Tu C, Peskin C S
Courant Institute of Mathematical Sciences, New York, NY 10012.
Comput Biol Med. 1989;19(2):95-128. doi: 10.1016/0010-4825(89)90003-6.
This paper uses a mathematical model of the circulations to study the hemodynamics of transposition of the great arteries (TGA) with comparison to ventricular septal defect (VSD). Computer experiments are conducted to determine the influence of the defect conductance and the pulmonary vascular conductance on the pulsatile pressures, flows, and oxygen concentrations of the circulation. In particular, the model is used to determine the waveform of the (possibly bidirectional) shunt through the ventricular and atrial septal defects. The results of the computer experiments consist of two parts. The first set of experiments is devoted to the comparison of VSD and TGA with a ventricular septal defect. The results are theoretical in the sense that most parameters have been fixed at the same levels. In each case TGA is represented by changing the connection of the chambers and reversing the compliance of the two ventricles. In the second set of experiments we attempt to simulate conditions clinically observed in a variety of cases of TGA. In each case we use clinical observations to infer parameters as the input to the model. We find that the model (with appropriate choice of parameters) generally exhibits blood pressure, blood flows and oxygen concentrations similar to the clinical observations. As a byproduct of these computer experiments we predict the effects of changing the pulmonary conductance. The comparison between TGA and VSD shows that as the defect conductance increases, the systemic oxygen concentrations decrease in VSD and increase in TGA. Even at large defect conductance, the two conditions remain distinct, however, since the mixing of the right and left ventricular blood pools is incomplete. This phenomenon of incomplete mixing sets quantitative limits on the benefits that can be achieved by surgical enlargement of the defect.

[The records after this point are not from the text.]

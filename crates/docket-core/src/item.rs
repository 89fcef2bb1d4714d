use crate::config::Config;
use crate::error::{DocketError, Result};
use crate::frontmatter::Frontmatter;
use crate::{io, paths};
use std::path::{Path, PathBuf};
use std::time::SystemTime;

// ---------------------------------------------------------------------------
// WorkItem
// ---------------------------------------------------------------------------

/// One parsed work-item document. The body is kept as raw bytes; the
/// frontmatter is the ordered mapping from [`Frontmatter`]. Rebuilding the
/// document from an untouched item reproduces the file byte-for-byte.
#[derive(Debug, Clone)]
pub struct WorkItem {
    pub path: PathBuf,
    pub frontmatter: Frontmatter,
    pub body: String,
    /// Filesystem mtime at load, used as the duplicate-id tie-break.
    pub modified: SystemTime,
}

impl WorkItem {
    pub fn load(path: &Path) -> Result<Self> {
        let text = std::fs::read_to_string(path)?;
        let modified = std::fs::metadata(path)?
            .modified()
            .unwrap_or(SystemTime::UNIX_EPOCH);
        let (frontmatter, body) = Frontmatter::split(path, &text)?;
        Ok(Self {
            path: path.to_path_buf(),
            frontmatter,
            body: body.to_string(),
            modified,
        })
    }

    /// Full document bytes: re-encoded frontmatter plus the untouched body.
    pub fn document(&self) -> String {
        self.frontmatter.encode() + &self.body
    }

    pub fn save(&self) -> Result<()> {
        io::atomic_write(&self.path, self.document().as_bytes())
    }

    pub fn id(&self) -> Option<&str> {
        self.frontmatter.get("id")
    }

    pub fn status(&self) -> Option<&str> {
        self.frontmatter.get("status")
    }

    pub fn kind(&self) -> Option<&str> {
        self.frontmatter.get("kind")
    }

    /// Name of the folder the document lives in.
    pub fn folder(&self) -> Option<&str> {
        self.path
            .parent()
            .and_then(|p| p.file_name())
            .and_then(|n| n.to_str())
    }

    /// First `# ` heading in the body, used as the display title.
    pub fn title(&self) -> Option<&str> {
        self.body
            .lines()
            .find_map(|l| l.strip_prefix("# "))
            .map(str::trim)
    }
}

// ---------------------------------------------------------------------------
// Corpus scan
// ---------------------------------------------------------------------------

/// A document that could not be parsed. Fatal to that one document only; the
/// scan always continues.
#[derive(Debug, Clone)]
pub struct ParseFailure {
    pub path: PathBuf,
    pub message: String,
}

#[derive(Debug, Default)]
pub struct Corpus {
    pub items: Vec<WorkItem>,
    pub failures: Vec<ParseFailure>,
}

impl Corpus {
    pub fn find(&self, id: &str) -> Option<&WorkItem> {
        self.items.iter().find(|i| i.id() == Some(id))
    }

    /// Highest numeric id in use, honoring the configured width.
    pub fn max_id(&self, width: usize) -> u64 {
        self.items
            .iter()
            .filter_map(|i| i.id().and_then(|id| paths::id_value(id, width)))
            .max()
            .unwrap_or(0)
    }
}

/// Collect every work item under the configured status folders. Documents are
/// visited in lexical path order so findings are deterministic; per-file parse
/// errors are reported alongside the parsed corpus.
pub fn scan(root: &Path, cfg: &Config) -> Result<Corpus> {
    let mut files: Vec<PathBuf> = Vec::new();
    for status in &cfg.statuses {
        let dir = paths::status_dir(root, &cfg.items_dir, &status.folder);
        if !dir.exists() {
            continue;
        }
        for entry in std::fs::read_dir(&dir)? {
            let path = entry?.path();
            if path.extension().is_some_and(|e| e == "md") {
                files.push(path);
            }
        }
    }
    files.sort();

    let mut corpus = Corpus::default();
    for path in files {
        match WorkItem::load(&path) {
            Ok(item) => corpus.items.push(item),
            Err(e) => corpus.failures.push(ParseFailure {
                path,
                message: e.to_string(),
            }),
        }
    }
    Ok(corpus)
}

/// Load a single item by id, scanning the corpus.
pub fn load_by_id(root: &Path, cfg: &Config, id: &str) -> Result<WorkItem> {
    let corpus = scan(root, cfg)?;
    corpus
        .find(id)
        .cloned()
        .ok_or_else(|| DocketError::ItemNotFound(id.to_string()))
}

/// Move a document into the archive directory, bytes untouched.
pub fn archive(root: &Path, item: &WorkItem) -> Result<PathBuf> {
    let file_name = item
        .path
        .file_name()
        .ok_or_else(|| DocketError::ItemNotFound(item.path.display().to_string()))?;
    let dest = paths::archive_dir(root).join(file_name);
    io::move_file(&item.path, &dest)?;
    Ok(dest)
}

// ---------------------------------------------------------------------------
// Tests
// ---------------------------------------------------------------------------

#[cfg(test)]
mod tests {
    use super::*;
    use tempfile::TempDir;

    const DOC: &str = "---\nid: 001\nstatus: backlog\nkind: task\ncreated: 2024-03-01\npriority: medium\n---\n\n# Fix login\n\n## Requirements\n\n- redirect works\n";

    fn write_item(root: &Path, folder: &str, name: &str, text: &str) -> PathBuf {
        let dir = root.join("work").join(folder);
        std::fs::create_dir_all(&dir).unwrap();
        let path = dir.join(name);
        std::fs::write(&path, text).unwrap();
        path
    }

    #[test]
    fn load_and_accessors() {
        let dir = TempDir::new().unwrap();
        let path = write_item(dir.path(), "backlog", "001-fix-login.md", DOC);
        let item = WorkItem::load(&path).unwrap();
        assert_eq!(item.id(), Some("001"));
        assert_eq!(item.status(), Some("backlog"));
        assert_eq!(item.kind(), Some("task"));
        assert_eq!(item.folder(), Some("backlog"));
        assert_eq!(item.title(), Some("Fix login"));
    }

    #[test]
    fn document_roundtrip_is_byte_identical() {
        let dir = TempDir::new().unwrap();
        let path = write_item(dir.path(), "backlog", "001.md", DOC);
        let item = WorkItem::load(&path).unwrap();
        assert_eq!(item.document(), DOC);
    }

    #[test]
    fn scan_sorts_by_path_and_reports_failures() {
        let dir = TempDir::new().unwrap();
        write_item(dir.path(), "doing", "002-b.md", DOC);
        write_item(dir.path(), "backlog", "001-a.md", DOC);
        write_item(dir.path(), "backlog", "003-broken.md", "no frontmatter\n");

        let cfg = Config::new("t");
        let corpus = scan(dir.path(), &cfg).unwrap();
        assert_eq!(corpus.items.len(), 2);
        assert_eq!(corpus.failures.len(), 1);
        assert!(corpus.failures[0].path.ends_with("003-broken.md"));
        // Lexical order: backlog/001-a.md before doing/002-b.md.
        assert!(corpus.items[0].path.ends_with("001-a.md"));
        assert!(corpus.items[1].path.ends_with("002-b.md"));
    }

    #[test]
    fn scan_ignores_non_markdown() {
        let dir = TempDir::new().unwrap();
        write_item(dir.path(), "backlog", "notes.txt", "irrelevant");
        let cfg = Config::new("t");
        let corpus = scan(dir.path(), &cfg).unwrap();
        assert!(corpus.items.is_empty());
        assert!(corpus.failures.is_empty());
    }

    #[test]
    fn find_and_max_id() {
        let dir = TempDir::new().unwrap();
        write_item(dir.path(), "backlog", "001.md", DOC);
        write_item(
            dir.path(),
            "doing",
            "007.md",
            &DOC.replace("id: 001", "id: 007").replace("backlog", "doing"),
        );
        let cfg = Config::new("t");
        let corpus = scan(dir.path(), &cfg).unwrap();
        assert!(corpus.find("007").is_some());
        assert!(corpus.find("099").is_none());
        assert_eq!(corpus.max_id(3), 7);
    }

    #[test]
    fn archive_moves_file() {
        let dir = TempDir::new().unwrap();
        let path = write_item(dir.path(), "done", "001-old.md", DOC);
        let item = WorkItem::load(&path).unwrap();
        let dest = archive(dir.path(), &item).unwrap();
        assert!(!path.exists());
        assert!(dest.ends_with(".docket/archive/001-old.md"));
        assert_eq!(std::fs::read_to_string(&dest).unwrap(), DOC);
    }
}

A result of this study that may be useful in the management of TGA patients with a ventricular septal defect is the finding that there is a value of the pulmonary conductance that maximizes the effective flow and hence the systemic oxygen concentrations. The optimal pulmonary conductance is approximately equal to the systemic conductance when the defect is large.
本文使用循环系统的数学模型来研究大动脉转位(TGA)的血流动力学,并与室间隔缺损(VSD)进行比较。通过计算机实验来确定缺损传导率和肺血管传导率对循环系统搏动压力、血流和氧浓度的影响。特别地,该模型用于确定通过室间隔和房间隔缺损的(可能双向的)分流波形。计算机实验结果分为两部分。第一组实验致力于比较VSD和合并室间隔缺损的TGA。这些结果是理论性的,因为大多数参数都固定在相同水平。在每种情况下,通过改变腔室连接并反转两个心室的顺应性来表示TGA。在第二组实验中,我们试图模拟各种TGA病例中临床观察到的情况。在每种情况下,我们利用临床观察来推断参数作为模型的输入。我们发现该模型(在适当选择参数的情况下)通常表现出与临床观察相似的血压、血流和氧浓度。作为这些计算机实验的副产品,我们预测了改变肺传导率的影响。TGA和VSD之间的比较表明,随着缺损传导率增加,VSD中的体循环氧浓度降低,而TGA中的体循环氧浓度升高。然而,即使在大缺损传导率情况下,这两种情况仍然不同,因为右心室和左心室血池的混合不完全。这种不完全混合现象对通过手术扩大缺损所能获得的益处设定了定量限制。这项研究的一个可能对合并室间隔缺损的TGA患者管理有用的结果是发现存在一个肺传导率值,该值可使有效血流量最大化,从而使体循环氧浓度最大化。当缺损较大时,最佳肺传导率大约等于体循环传导率。